The Minister of Tourism, Arts and Culture, Dr Ibrahim Mohammed Awal, cut the sod yesterday for the US$3 million rehabilitation and modernisation project to begin.
When completed, the park, which is being renovated under the World Bank Tourism Development Project, will entail the total rehabilitation of the Mausoleum and Museum and the construction of a new Presidential Library.
The park will also have a new training centre, restaurant, VVIP lounge, an artistic freedom wall and a music and light fountain to boost night tourism.
It is expected to create over 50 additional direct jobs and several indirect jobs when completed in the next few months.
Known as the Old Polo Grounds, the park is where Ghana’s founding fathers led, by Osagyefo Dr Kwame Nkrumah, declared the country’s independence in 1957.
Speaking at the sod-cutting ceremony, Dr Awal bemoaned the current state of the Nkrumah Memorial Park which has become unattractive to tourists.
Constructed in 1992 as a tourist site to preserve the memory of the country’s first President, the park is currently not generating sufficient revenue to sustain the facility, the Minister pointed out.
“Over the years, governments have not been able to support the park with adequate budgetary resources and this has contributed to its deterioration.”
“It was therefore found expedient to close it down and ensure a complete rehabilitation and modernisation,” he said.
Dr Awal added that “the rehabilitated park will befit the status of Ghana’s first President Dr Kwame Nkrumah and also give befitting recognition to the country’s other founding fathers: Edward Akufo-Addo, ArkoAdjei, ObetsebiLamptey, William Ofori-Atta and J.B Danquah.
It will further concretise the Pan-African Triangular Centre: George Padmore Library, WEB Du Bois Centre for Pan-Africanism and the Kwame Nkrumah Memorial Park; thereby consolidating Ghana’s position as the foremost centre of Pan Africanism and diasporan research”.
The Minister believes the rehabilitation and modernisation of the park would boost both local and international tourism and improve Ghana’s rating as an investment and trade destination.
“Tourism, Arts and Culture has the potential to contribute significantly to national development and job creation and I want to assure Ghanaians and the international community that the rehabilitation and the modernisation of the park will be done expeditiously so that the park is opened by March 2023 to coincide with the country’s independence anniversary,” he said.

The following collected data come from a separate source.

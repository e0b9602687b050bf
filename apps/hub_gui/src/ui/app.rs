//! App shell: owns the hub session and the media channel endpoints, routes
//! renderer intents through the session, and runs the returned effects.

use std::path::PathBuf;

use crossbeam_channel::{Receiver, Sender};
use eframe::egui;
use hub_core::{cards, HubEffect, HubIntent, HubSession, Screen};

use crate::controller::events::MediaEvent;
use crate::controller::orchestration::dispatch_media_command;
use crate::media::commands::MediaCommand;
use crate::media::playback::{ClipPlayback, ClipState};
use crate::ui::{dashboard, landing, mockup, overlay, theme};

pub struct HubGuiApp {
    session: HubSession,
    cmd_tx: Sender<MediaCommand>,
    media_rx: Receiver<MediaEvent>,
    clip_path: PathBuf,
    clip: ClipState,
    theme_applied: bool,
}

impl HubGuiApp {
    pub fn new(
        cmd_tx: Sender<MediaCommand>,
        media_rx: Receiver<MediaEvent>,
        clip_path: PathBuf,
    ) -> Self {
        Self {
            session: HubSession::new(),
            cmd_tx,
            media_rx,
            clip_path,
            clip: ClipState::NotRequested,
            theme_applied: false,
        }
    }

    fn process_media_events(&mut self) {
        while let Ok(event) = self.media_rx.try_recv() {
            match event {
                MediaEvent::ClipLoaded(clip) => {
                    self.clip = ClipState::Ready(ClipPlayback::new(clip));
                }
                MediaEvent::ClipFailed { reason } => {
                    self.clip = ClipState::Failed(reason);
                }
            }
        }
    }

    fn apply_intent(&mut self, intent: HubIntent) {
        if intent == HubIntent::EnterHub {
            self.prepare_clip_for_open();
        }
        if let Some(effect) = self.session.apply(intent) {
            self.run_effect(effect);
        }
    }

    /// Every open behaves like mounting a fresh media element: an already
    /// decoded clip replays from the start, a failed load is retried.
    fn prepare_clip_for_open(&mut self) {
        match &mut self.clip {
            ClipState::NotRequested | ClipState::Failed(_) => {
                dispatch_media_command(
                    &self.cmd_tx,
                    MediaCommand::LoadClip {
                        path: self.clip_path.clone(),
                    },
                );
                self.clip = ClipState::Loading;
            }
            ClipState::Ready(playback) => playback.restart(),
            ClipState::Loading => {}
        }
    }

    /// Escape dismisses the overlay. The press is consumed only while the
    /// overlay is visible, so exactly one handler sees it and nothing
    /// lingers once the overlay is hidden.
    fn overlay_escape_pressed(&self, ctx: &egui::Context) -> bool {
        self.session.overlay_visible()
            && ctx.input_mut(|i| i.consume_key(egui::Modifiers::NONE, egui::Key::Escape))
    }

    fn run_effect(&mut self, effect: HubEffect) {
        match effect {
            HubEffect::OpenExternal(url) => open_in_browser(url),
        }
    }
}

impl eframe::App for HubGuiApp {
    fn update(&mut self, ctx: &egui::Context, _frame: &mut eframe::Frame) {
        if !self.theme_applied {
            theme::apply(ctx);
            self.theme_applied = true;
        }
        self.process_media_events();

        let mut pending: Vec<HubIntent> = Vec::new();

        if self.overlay_escape_pressed(ctx) {
            pending.push(HubIntent::DismissOverlay);
        }

        let palette = theme::palette();
        let screen_frame = egui::Frame::NONE
            .fill(palette.app_background)
            .inner_margin(egui::Margin::symmetric(24, 18));
        let screen_intent = egui::CentralPanel::default()
            .frame(screen_frame)
            .show(ctx, |ui| match self.session.screen() {
                Screen::Landing => landing::show(ui),
                Screen::Dashboard => dashboard::show(ui, hub_core::card_catalog()),
                Screen::Mockup => mockup::show(ui),
            })
            .inner;
        pending.extend(screen_intent);

        if self.session.overlay_visible() {
            pending.extend(overlay::show(ctx, &mut self.clip));
        }

        for intent in pending {
            self.apply_intent(intent);
        }
    }
}

/// Opens an external-scheme URL in the system browser as a detached
/// process. The spawned browser receives no handle back to this
/// application.
fn open_in_browser(url: &str) {
    if !cards::has_external_scheme(url) {
        tracing::warn!(url, "refusing to open non-http(s) target externally");
        return;
    }
    let (program, args) = browser_command(url);
    match std::process::Command::new(program).args(args).spawn() {
        Ok(_) => tracing::info!(url, "opened external link in browser"),
        Err(err) => tracing::warn!(url, error = %err, "failed to open external link"),
    }
}

#[cfg(target_os = "windows")]
fn browser_command(url: &str) -> (&'static str, Vec<String>) {
    (
        "cmd",
        vec!["/C".to_string(), "start".to_string(), String::new(), url.to_string()],
    )
}

#[cfg(target_os = "macos")]
fn browser_command(url: &str) -> (&'static str, Vec<String>) {
    ("open", vec![url.to_string()])
}

#[cfg(all(unix, not(target_os = "macos")))]
fn browser_command(url: &str) -> (&'static str, Vec<String>) {
    ("xdg-open", vec![url.to_string()])
}

#[cfg(test)]
mod tests {
    use super::{browser_command, HubGuiApp};
    use crate::controller::events::MediaEvent;
    use crate::media::commands::MediaCommand;
    use crate::media::playback::{ClipFrame, ClipPlayback, ClipState, DecodedClip};
    use crossbeam_channel::{bounded, Receiver, Sender};
    use eframe::egui;
    use hub_core::HubIntent;
    use std::path::PathBuf;

    fn test_app() -> (HubGuiApp, Receiver<MediaCommand>, Sender<MediaEvent>) {
        let (cmd_tx, cmd_rx) = bounded::<MediaCommand>(4);
        let (event_tx, media_rx) = bounded::<MediaEvent>(4);
        let app = HubGuiApp::new(cmd_tx, media_rx, PathBuf::from("assets/mentor_intro.gif"));
        (app, cmd_rx, event_tx)
    }

    fn two_frame_clip() -> DecodedClip {
        DecodedClip {
            frames: (0..2)
                .map(|_| ClipFrame {
                    width: 2,
                    height: 2,
                    rgba: vec![0; 2 * 2 * 4],
                    delay_ms: 100,
                })
                .collect(),
        }
    }

    fn escape_key_event() -> egui::Event {
        egui::Event::Key {
            key: egui::Key::Escape,
            physical_key: None,
            pressed: true,
            repeat: false,
            modifiers: egui::Modifiers::NONE,
        }
    }

    fn escape_pass(ctx: &egui::Context, app: &HubGuiApp, with_press: bool) -> bool {
        let mut input = egui::RawInput::default();
        if with_press {
            input.events.push(escape_key_event());
        }
        ctx.begin_pass(input);
        let pressed = app.overlay_escape_pressed(ctx);
        let _ = ctx.end_pass();
        pressed
    }

    #[test]
    fn first_open_requests_the_clip_exactly_once() {
        let (mut app, cmd_rx, _event_tx) = test_app();
        app.apply_intent(HubIntent::EnterHub);
        app.apply_intent(HubIntent::DismissOverlay);
        app.apply_intent(HubIntent::EnterHub);

        assert!(cmd_rx.try_recv().is_ok());
        assert!(cmd_rx.try_recv().is_err());
        assert!(matches!(app.clip, ClipState::Loading));
    }

    #[test]
    fn reopening_the_overlay_restarts_a_paused_clip() {
        let (mut app, _cmd_rx, _event_tx) = test_app();
        let mut playback = ClipPlayback::new(two_frame_clip());
        playback.advance(0.0);
        playback.advance(0.15);
        playback.set_playing(false, 0.2);
        app.clip = ClipState::Ready(playback);

        app.apply_intent(HubIntent::EnterHub);

        assert!(app.session.overlay_visible());
        match &app.clip {
            ClipState::Ready(playback) => {
                assert!(playback.is_playing());
                assert_eq!(playback.current_index(), 0);
            }
            _ => panic!("decoded clip should survive reopen"),
        }
    }

    #[test]
    fn reopening_after_a_failed_load_retries() {
        let (mut app, cmd_rx, _event_tx) = test_app();
        app.clip = ClipState::Failed("no such file".to_string());

        app.apply_intent(HubIntent::EnterHub);

        assert!(cmd_rx.try_recv().is_ok());
        assert!(matches!(app.clip, ClipState::Loading));
    }

    #[test]
    fn escape_is_consumed_only_while_the_overlay_is_visible() {
        let (mut app, _cmd_rx, _event_tx) = test_app();
        let ctx = egui::Context::default();

        // Hidden overlay: the press is ignored and left unconsumed.
        assert!(!escape_pass(&ctx, &app, true));

        app.apply_intent(HubIntent::EnterHub);
        assert!(app.session.overlay_visible());

        // Visible overlay: one hit per press, none without a press.
        assert!(escape_pass(&ctx, &app, true));
        assert!(!escape_pass(&ctx, &app, false));

        // A single press cannot be handled twice within one pass.
        let mut input = egui::RawInput::default();
        input.events.push(escape_key_event());
        ctx.begin_pass(input);
        assert!(app.overlay_escape_pressed(&ctx));
        assert!(!app.overlay_escape_pressed(&ctx));
        let _ = ctx.end_pass();

        // Hide/show cycles do not stack handlers.
        app.apply_intent(HubIntent::DismissOverlay);
        assert!(!escape_pass(&ctx, &app, true));
        app.apply_intent(HubIntent::EnterHub);
        assert!(escape_pass(&ctx, &app, true));
    }

    #[test]
    fn browser_command_passes_the_url_through_unchanged() {
        let url = "https://t.me/AI_TEAMN4_BOT";
        let (program, args) = browser_command(url);
        assert!(!program.is_empty());
        assert_eq!(args.last().map(String::as_str), Some(url));
    }

    #[cfg(all(unix, not(target_os = "macos")))]
    #[test]
    fn uses_the_platform_opener_on_linux() {
        let (program, _) = browser_command("https://example.com");
        assert_eq!(program, "xdg-open");
    }
}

The Minister of Information, KojoOppong Nkrumah, indicated that the government was refurbishing a number of tourism sites across the country to enable the tourism sector to contribute to the economic growth in the country.
According to him, the tourism sector was the third largest economic sector in the country, adding that the government had taken a deliberate decision to develop the country’s tourism infrastructure to boost economic activities in the country.
A representative of the World Bank commended the government’s strategy to invest in tourism, adding that the sector had immense potential to bring prosperity to the country and its people.